It seems like every few months a new study comes out showing that more and more homeowners rely on online reviews over personal referrals when selecting a contractor. Not surprisingly, the percentages are affected by the age of the respondent— the younger the person surveyed, the more likely they are to name reviews as their most trusted source. One study even reported that 34% of 18–24-year olds will believe a review they read on Google over a friend or family member standing in their living room.
I’ve repeated that stat many times, and heard others cite it as well. The theory is that we’re transitioning to a world where online resources will slowly surpass personal networks.

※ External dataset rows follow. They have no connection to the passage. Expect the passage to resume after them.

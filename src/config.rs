//! Application configuration
//!
//! A small env-driven layer over the per-component configs. Every knob
//! is optional: defaults put the memory store under the user data
//! directory, leave the suggestion provider off, and take the driver
//! settings from their own environment variables.

use std::env;
use std::path::PathBuf;

use driver_adapter::DriverConfig;

pub const ENV_MEMORY_PATH: &str = "HEALBROWSER_MEMORY_PATH";
pub const ENV_SUGGESTIONS: &str = "HEALBROWSER_SUGGESTIONS";

/// Top-level application configuration
#[derive(Clone, Debug)]
pub struct AppConfig {
    /// Durable memory store location
    pub memory_path: PathBuf,

    /// Whether to wire the LLM suggestion tier into the engine
    pub suggestions_enabled: bool,

    /// Settings for the external driver implementation
    pub driver: DriverConfig,
}

impl Default for AppConfig {
    fn default() -> Self {
        Self {
            memory_path: default_memory_path(),
            suggestions_enabled: false,
            driver: DriverConfig::default(),
        }
    }
}

impl AppConfig {
    /// Build a configuration from environment overrides on top of defaults
    pub fn from_env() -> Self {
        let defaults = Self::default();
        Self {
            memory_path: env::var(ENV_MEMORY_PATH)
                .map(PathBuf::from)
                .unwrap_or(defaults.memory_path),
            suggestions_enabled: env::var(ENV_SUGGESTIONS)
                .map(|v| truthy(&v))
                .unwrap_or(defaults.suggestions_enabled),
            driver: DriverConfig::from_env(),
        }
    }
}

/// Default store location: `<user data dir>/healbrowser/memory.json`,
/// falling back to the working directory when no data dir exists.
pub fn default_memory_path() -> PathBuf {
    dirs::data_dir()
        .unwrap_or_else(|| PathBuf::from("."))
        .join("healbrowser")
        .join("memory.json")
}

fn truthy(value: &str) -> bool {
    matches!(
        value.trim().to_ascii_lowercase().as_str(),
        "1" | "true" | "yes"
    )
}

#[cfg(test)]
mod tests {
    use super::*;

    #[test]
    fn test_defaults() {
        let config = AppConfig::default();
        assert!(config.memory_path.ends_with("healbrowser/memory.json"));
        assert!(!config.suggestions_enabled);
    }

    #[test]
    fn test_truthy() {
        assert!(truthy("1"));
        assert!(truthy(" TRUE "));
        assert!(!truthy("off"));
    }
}
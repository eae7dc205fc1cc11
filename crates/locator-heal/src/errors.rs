//! Error types for the resolution engine
//!
//! Misses, provider failures, and persistence failures are recovered
//! inside their tier and never surface here; only total exhaustion and
//! post-resolution driver failures propagate to the caller.

use driver_adapter::DriverError;
use healbrowser_core_types::LogicalKey;
use thiserror::Error;

/// Resolution error enumeration
#[derive(Debug, Error)]
pub enum HealError {
    /// Every tier was exhausted. Carries the attempted tier/strategy
    /// descriptions so a human can add a new declared locator.
    #[error("element not resolved for '{key}' (attempted: {attempts:?})")]
    ElementNotResolved {
        key: LogicalKey,
        attempts: Vec<String>,
    },

    /// The element resolved but acting on it failed
    #[error("driver failure: {0}")]
    Driver(#[from] DriverError),
}

impl HealError {
    /// Attempted strategies, when this is an exhaustion failure
    pub fn attempts(&self) -> &[String] {
        match self {
            HealError::ElementNotResolved { attempts, .. } => attempts,
            HealError::Driver(_) => &[],
        }
    }
}
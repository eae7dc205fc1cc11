//! OpenAI-compatible suggestion provider
//!
//! One chat-completions call per resolution, temperature 0, JSON-object
//! response format. The model is asked for a single locator as
//! `{"strategy": ..., "expression": ..., "reason": ...}`; anything that
//! does not parse into a known strategy is a malformed suggestion.

use async_trait::async_trait;
use healbrowser_core_types::{DomElementDescriptor, Locator};
use serde::Deserialize;
use serde_json::json;
use tracing::debug;

use crate::{SuggestError, SuggestionConfig, SuggestionProvider, SuggestionRequest};

const SYSTEM_PROMPT: &str = "You are an expert QA automation engineer. Given metadata for DOM \
elements, choose the most stable locator that targets the requested element. Prefer ids, \
data-testid attributes, aria-labels, and text matches over brittle structural selectors. \
Respond in JSON with \"strategy\" (one of: id, css, xpath, link-text, partial-text, \
aria-label, data-testid), \"expression\", and \"reason\" keys. Use an empty \"expression\" \
if no candidate fits.";

/// Locator payload expected back from the model
#[derive(Debug, Deserialize)]
struct SuggestionPayload {
    #[serde(default)]
    strategy: String,
    #[serde(default)]
    expression: String,
    #[serde(default)]
    reason: Option<String>,
}

#[derive(Debug, Deserialize)]
struct ChatCompletion {
    choices: Vec<ChatChoice>,
}

#[derive(Debug, Deserialize)]
struct ChatChoice {
    message: ChatMessage,
}

#[derive(Debug, Deserialize)]
struct ChatMessage {
    content: String,
}

/// Suggestion provider backed by an OpenAI-compatible chat endpoint
#[derive(Debug)]
pub struct OpenAiSuggestionProvider {
    client: reqwest::Client,
    config: SuggestionConfig,
    api_key: String,
}

impl OpenAiSuggestionProvider {
    /// Construction fails fast when no API key is configured, so a
    /// misconfigured provider is caught at wiring time rather than on
    /// the first resolution.
    pub fn new(config: SuggestionConfig) -> Result<Self, SuggestError> {
        let api_key = config
            .api_key
            .clone()
            .ok_or(SuggestError::MissingApiKey)?;
        Ok(Self {
            client: reqwest::Client::new(),
            config,
            api_key,
        })
    }

    fn build_payload(&self, request: &SuggestionRequest) -> serde_json::Value {
        let user_prompt = build_user_prompt(
            request,
            self.config.max_candidates,
            self.config.dom_excerpt_chars,
        );
        json!({
            "model": self.config.model,
            "temperature": 0,
            "response_format": {"type": "json_object"},
            "max_tokens": self.config.max_output_tokens,
            "messages": [
                {"role": "system", "content": SYSTEM_PROMPT},
                {"role": "user", "content": user_prompt},
            ],
        })
    }
}

#[async_trait]
impl SuggestionProvider for OpenAiSuggestionProvider {
    async fn suggest(
        &self,
        request: &SuggestionRequest,
    ) -> Result<Option<Locator>, SuggestError> {
        let payload = self.build_payload(request);

        let response = self
            .client
            .post(&self.config.endpoint)
            .bearer_auth(&self.api_key)
            .json(&payload)
            .send()
            .await?;

        let status = response.status();
        if !status.is_success() {
            let body = response.text().await.unwrap_or_default();
            return Err(SuggestError::Api {
                status: status.as_u16(),
                body,
            });
        }

        let completion: ChatCompletion = response.json().await?;
        let content = completion
            .choices
            .into_iter()
            .next()
            .map(|choice| choice.message.content)
            .ok_or_else(|| SuggestError::Malformed("response carried no choices".to_string()))?;

        parse_suggestion(&content)
    }

    fn name(&self) -> &'static str {
        "openai"
    }
}

/// Compose the user message: target, failed locators, candidate
/// metadata, and a char-capped raw-DOM excerpt.
fn build_user_prompt(
    request: &SuggestionRequest,
    max_candidates: usize,
    dom_excerpt_chars: usize,
) -> String {
    let candidates: Vec<&DomElementDescriptor> =
        request.candidates.iter().take(max_candidates).collect();
    let candidate_json =
        serde_json::to_string_pretty(&candidates).unwrap_or_else(|_| "[]".to_string());

    let failed: Vec<String> = request
        .failed_locators
        .iter()
        .map(|locator| locator.to_string())
        .collect();

    let excerpt = request
        .dom_excerpt
        .as_deref()
        .map(|dom| truncate_chars(dom, dom_excerpt_chars))
        .unwrap_or_default();

    format!(
        "Target description: {target}\n\
         Failed locators provided by the test: {failed:?}\n\n\
         Candidate elements (JSON list):\n{candidate_json}\n\n\
         DOM excerpt (truncated to {len} chars):\n{excerpt}",
        target = request.target,
        failed = failed,
        candidate_json = candidate_json,
        len = excerpt.chars().count(),
        excerpt = excerpt,
    )
}

/// Char-boundary-safe prefix truncation
fn truncate_chars(s: &str, max_chars: usize) -> String {
    s.chars().take(max_chars).collect()
}

/// Interpret the model's JSON answer. An empty expression is a
/// well-formed "no suggestion"; an unknown strategy is malformed.
fn parse_suggestion(content: &str) -> Result<Option<Locator>, SuggestError> {
    let payload: SuggestionPayload = serde_json::from_str(content)
        .map_err(|err| SuggestError::Malformed(format!("not a JSON locator: {err}")))?;

    if payload.expression.trim().is_empty() {
        debug!("provider declined to suggest a locator");
        return Ok(None);
    }

    let strategy = payload
        .strategy
        .parse()
        .map_err(|_| SuggestError::Malformed(format!("unknown strategy '{}'", payload.strategy)))?;

    if let Some(reason) = &payload.reason {
        debug!(reason = %reason, "suggestion rationale");
    }

    Ok(Some(Locator::new(strategy, payload.expression.trim())))
}
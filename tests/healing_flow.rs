//! End-to-end healing flows: engine + durable memory + fixture pages

use std::sync::Arc;

use driver_adapter::{FixtureDriver, FixtureElement};
use healbrowser_cli::pages::login;
use healbrowser_cli::{
    HealError, HealingFinder, Locator, LocatorMemory, LogicalKey, ResolutionTier,
    TargetDescription,
};
use suggest_bridge::MockSuggestionProvider;
use tempfile::TempDir;

fn memory_in(dir: &TempDir) -> Arc<LocatorMemory> {
    Arc::new(LocatorMemory::with_persistence(dir.path().join("memory.json")))
}

/// Stale declared locator, no memory, suggestions disabled: the
/// heuristic tier finds the "Entrar" button and the healed locator
/// survives a full store reload.
#[tokio::test]
async fn heals_stale_declared_locator_and_persists_across_reload() {
    let dir = TempDir::new().unwrap();
    let key = LogicalKey::new("login-page/submit");
    let target = TargetDescription::new().with_text("Entrar").with_tag("button");
    let declared = vec![Locator::css("#submit-old")];

    {
        let driver = Arc::new(FixtureDriver::new(vec![FixtureElement::new("button")
            .with_text("Entrar")]));
        let finder = HealingFinder::new(driver, memory_in(&dir));

        let result = finder.resolve(&key, &target, &declared).await.unwrap();
        assert_eq!(result.tier, ResolutionTier::Heuristic);
        assert_eq!(result.locator, Locator::link_text("Entrar"));
    }

    // Fresh engine, fresh store instance, same durable file: the
    // learned locator wins at the memory tier.
    let driver = Arc::new(FixtureDriver::new(vec![FixtureElement::new("button")
        .with_text("Entrar")]));
    let finder = HealingFinder::new(driver, memory_in(&dir));

    let result = finder.resolve(&key, &target, &declared).await.unwrap();
    assert_eq!(result.tier, ResolutionTier::Memory);
    assert_eq!(result.confidence, 1.0);
    assert_eq!(result.locator, Locator::link_text("Entrar"));
}

/// Memory holds (id, "login-btn") but the page no longer has that id:
/// the engine must fall through to the declared tier inside the same
/// call, not fail on the stale record.
#[tokio::test]
async fn stale_memory_record_falls_through_to_declared() {
    let dir = TempDir::new().unwrap();
    let memory = memory_in(&dir);
    let key = LogicalKey::new("login-page/submit");
    memory.remember(&key, Locator::id("login-btn")).unwrap();

    let driver = Arc::new(FixtureDriver::new(vec![FixtureElement::new("button")
        .with_id("sign-in")
        .with_text("Sign in")]));
    let finder = HealingFinder::new(driver, memory.clone());

    let result = finder
        .resolve(
            &key,
            &TargetDescription::new().with_tag("button"),
            &[Locator::id("sign-in")],
        )
        .await
        .unwrap();

    assert_eq!(result.tier, ResolutionTier::Declared);
    // The stale record was overwritten with the working locator.
    assert_eq!(memory.lookup(&key), Some(Locator::id("sign-in")));
}

/// Nothing on the page scores above the acceptance threshold: the
/// engine must end in ElementNotResolved, never a low-confidence click.
#[tokio::test]
async fn below_threshold_page_yields_element_not_resolved() {
    let driver = Arc::new(FixtureDriver::new(vec![
        FixtureElement::new("button").with_text("Completely unrelated"),
        FixtureElement::new("a").with_text("Also unrelated"),
    ]));
    let finder = HealingFinder::new(driver, Arc::new(LocatorMemory::in_memory()));

    let err = finder
        .resolve(
            &LogicalKey::new("checkout/place-order"),
            &TargetDescription::new()
                .with_text("Place order")
                .with_data_testid("place-order"),
            &[Locator::id("place-order")],
        )
        .await
        .unwrap_err();

    let HealError::ElementNotResolved { attempts, .. } = err else {
        panic!("expected exhaustion");
    };
    assert!(attempts.iter().any(|a| a.starts_with("declared:")));
    assert!(attempts.iter().any(|a| a.starts_with("heuristic:")));
}

/// The engine produces identical outcomes for the memory and declared
/// tiers whether or not a suggestion provider is wired in.
#[tokio::test]
async fn provider_presence_does_not_change_exact_tier_outcomes() {
    let page = || {
        vec![FixtureElement::new("button")
            .with_id("go")
            .with_text("Go")]
    };
    let key = LogicalKey::new("page/go");
    let target = TargetDescription::new().with_text("Go");
    let declared = vec![Locator::id("go")];

    let plain = HealingFinder::new(
        Arc::new(FixtureDriver::new(page())),
        Arc::new(LocatorMemory::in_memory()),
    );
    let with_provider = HealingFinder::new(
        Arc::new(FixtureDriver::new(page())),
        Arc::new(LocatorMemory::in_memory()),
    )
    .with_suggester(Arc::new(MockSuggestionProvider::suggesting(
        Locator::css("button"),
    )));

    let a = plain.resolve(&key, &target, &declared).await.unwrap();
    let b = with_provider.resolve(&key, &target, &declared).await.unwrap();

    assert_eq!(a.tier, ResolutionTier::Declared);
    assert_eq!(b.tier, ResolutionTier::Declared);
    assert_eq!(a.locator, b.locator);
    assert_eq!(a.element, b.element);
}

/// The demo login page end to end: username resolves from its first
/// declared candidate, password from its second, and the drifted login
/// button is healed by the heuristic tier and clicked.
#[tokio::test]
async fn demo_login_page_resolves_all_elements() {
    let dir = TempDir::new().unwrap();
    let driver = Arc::new(login::drifted_login_page());
    let finder = HealingFinder::new(driver.clone(), memory_in(&dir));

    let username = finder
        .resolve(
            &login::username_key(),
            &login::username_target(),
            &login::username_candidates(),
        )
        .await
        .unwrap();
    assert_eq!(username.tier, ResolutionTier::Declared);
    assert_eq!(username.locator, login::username_candidates()[0]);

    let password = finder
        .resolve(
            &login::password_key(),
            &login::password_target(),
            &login::password_candidates(),
        )
        .await
        .unwrap();
    assert_eq!(password.tier, ResolutionTier::Declared);
    assert_eq!(password.locator, login::password_candidates()[1]);

    let button = finder
        .click(
            &login::login_button_key(),
            &login::login_button_target(),
            &login::login_button_candidates(),
        )
        .await
        .unwrap();
    assert_eq!(button.tier, ResolutionTier::Heuristic);
    assert_eq!(driver.clicks(), vec![button.element]);

    // All three learned locators landed in one durable store.
    let memory = memory_in(&dir);
    assert_eq!(memory.len(), 3);
}

/// An accepted suggestion is validated against the live page and then
/// remembered like any other win.
#[tokio::test]
async fn accepted_suggestion_is_validated_and_remembered() {
    let dir = TempDir::new().unwrap();
    let memory = memory_in(&dir);
    let driver = Arc::new(FixtureDriver::new(vec![
        FixtureElement::new("button")
            .with_data_testid("login-submit")
            .with_text("Entrar"),
    ]));
    let finder = HealingFinder::new(driver, memory.clone()).with_suggester(Arc::new(
        MockSuggestionProvider::suggesting(Locator::data_testid("login-submit")),
    ));

    let key = LogicalKey::new("login-page/submit");
    let result = finder
        .resolve(
            &key,
            &TargetDescription::new().with_text("Entrar"),
            &[Locator::css("#submit-old")],
        )
        .await
        .unwrap();

    assert_eq!(result.tier, ResolutionTier::Suggested);
    assert_eq!(memory.lookup(&key), Some(Locator::data_testid("login-submit")));
}

/// A suggestion that does not resolve on the live page falls through to
/// the heuristic tier instead of being trusted blindly.
#[tokio::test]
async fn unresolvable_suggestion_falls_through() {
    let driver = Arc::new(FixtureDriver::new(vec![FixtureElement::new("button")
        .with_text("Entrar")]));
    let finder = HealingFinder::new(driver, Arc::new(LocatorMemory::in_memory()))
        .with_suggester(Arc::new(MockSuggestionProvider::suggesting(Locator::id(
            "hallucinated",
        ))));

    let result = finder
        .resolve(
            &LogicalKey::new("login-page/submit"),
            &TargetDescription::new().with_text("Entrar"),
            &[],
        )
        .await
        .unwrap();

    assert_eq!(result.tier, ResolutionTier::Heuristic);
    assert_eq!(result.locator, Locator::link_text("Entrar"));
}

On page 11 of this issue we report the results of another such survey, and seeing the findings made me start thinking about all of those studies more deeply. I believe the data is accurate—we have become a culture that uses technology to make home improvement decisions. Yet that research doesn’t give the whole picture.
The surveys I’ve seen had questions like, “Which source of information about contractors do you trust the most?” But in reality, consumers’ trust is based on a number of factors often blended in ways that homeowners don’t even consciously realize.
Say my neighbor is remodeling her house. The crews look professional and hard working, and I notice the jobsite is clean. I ask my neighbor if she’s happy with the company, and she says they’re great. I check reviews, all positive, and end up hiring them for my own project. Is my “trust” a result of personal impressions, her recommendation, or the reviews? In reality, it’s a blend.
Studies are valuable, yes, but the best information will come from clients themselves.
To that end, a referral, no matter how positive, won’t generally overcome a slew of bad reviews. And five stars on Yelp will quickly lose meaning if somone you trust says, “Don’t go near that company.”
It’s also worth noting that when it comes to this type of survey data, the stakes are high. Many online referral platforms view word-of-mouth as an actual competitor. HomeAdvisor, for example, launched a $100 million ad campaign designed to expose the “shortfalls” of word-of-mouth referrals, and “demonstrate a better way.”
Studies are valuable, yes, but the best information will come from clients themselves. If you aren’t already, try asking the following questions after every job:
1. Where did you first learn about us?
2. How did you research our company?
3. How much did what you learned influence your decision?
4. Why did you decide to hire us?
The answers to those questions will help reveal the most productive areas for marketing, both paid and free. It will also provide valuable insights to help increase your close rate.
Studies are crucial to the industry, but the best data comes from evidence-based research taken from your own business. The first is like a expertly drawn sketch. The second is the 3-D rendering.